## Description of the task
For this exercise, output the line holding "plus one clause." and all subsequent lines of the entries below, unchanged, up to and including the last.

## Dataset entries
//! Helpers shared by the walkthrough binaries.

use tracing_subscriber::EnvFilter;

/// Split a document into clauses, one per non-blank line.
///
/// The document's outer whitespace is trimmed, but each kept line is
/// returned exactly as written: interior and trailing spaces are part of
/// the clause and change its hash.
pub fn extract_clauses(text: &str) -> Vec<&str> {
    text.trim()
        .split('\n')
        .filter(|line| !line.trim().is_empty())
        .collect()
}

/// Install a `fmt` subscriber filtered by `RUST_LOG`, defaulting to `info`.
pub fn init_tracing() {
    let filter = EnvFilter::try_from_default_env().unwrap_or_else(|_| EnvFilter::new("info"));
    let _ = tracing_subscriber::fmt()
        .with_env_filter(filter)
        .with_target(false)
        .try_init();
}

/// Four versions of one contract: an amended copy, an identical copy, and
/// one with an extra clause.
pub mod contracts {
    /// The original.
    pub const V1: &str = "
Clause 1: The buyer agrees to pay in full within 30 days.
Clause 2: The seller provides a 1-year warranty.
Clause 3: All disputes will be settled in California.
";

    /// Warranty extended, stray space before the last period.
    pub const V2: &str = "
Clause 1: The buyer agrees to pay in full within 30 days.
Clause 2: The seller provides a 2-year warranty.
Clause 3: All disputes will be settled in California .
";

    /// Same text as `V1`.
    pub const V3: &str = "
Clause 1: The buyer agrees to pay in full within 30 days.
Clause 2: The seller provides a 1-year warranty.
Clause 3: All disputes will be settled in California.
";

    /// `V1` plus one clause.
    pub const V4: &str = "
Clause 1: The buyer agrees to pay in full within 30 days.
Clause 2: The seller provides a 1-year warranty.
Clause 3: All disputes will be settled in California.
Clause 4: An additional clause.
";
}

#[cfg(test)]
mod tests {
    use super::*;

    #[test]
    fn test_extract_clauses_keeps_lines_verbatim() {
        let text = "\n  first clause \n\n   \nsecond clause.\n";
        assert_eq!(extract_clauses(text), vec!["first clause ", "second clause."]);
    }

    #[test]
    fn test_sample_contracts() {
        assert_eq!(extract_clauses(contracts::V1).len(), 3);
        assert_eq!(extract_clauses(contracts::V1), extract_clauses(contracts::V3));
        assert_eq!(extract_clauses(contracts::V4).len(), 4);
        assert!(extract_clauses(contracts::V2)[2].ends_with("California ."));
    }
}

## Output
    /// `V1` plus one clause.
    pub const V4: &str = "
Clause 1: The buyer agrees to pay in full within 30 days.
Clause 2: The seller provides a 1-year warranty.
Clause 3: All disputes will be settled in California.
Clause 4: An additional clause.
";
}

#[cfg(test)]
mod tests {
    use super::*;

    #[test]
    fn test_extract_clauses_keeps_lines_verbatim() {
        let text = "\n  first clause \n\n   \nsecond clause.\n";
        assert_eq!(extract_clauses(text), vec!["first clause ", "second clause."]);
    }

    #[test]
    fn test_sample_contracts() {
        assert_eq!(extract_clauses(contracts::V1).len(), 3);
        assert_eq!(extract_clauses(contracts::V1), extract_clauses(contracts::V3));
        assert_eq!(extract_clauses(contracts::V4).len(), 4);
        assert!(extract_clauses(contracts::V2)[2].ends_with("California ."));
    }
}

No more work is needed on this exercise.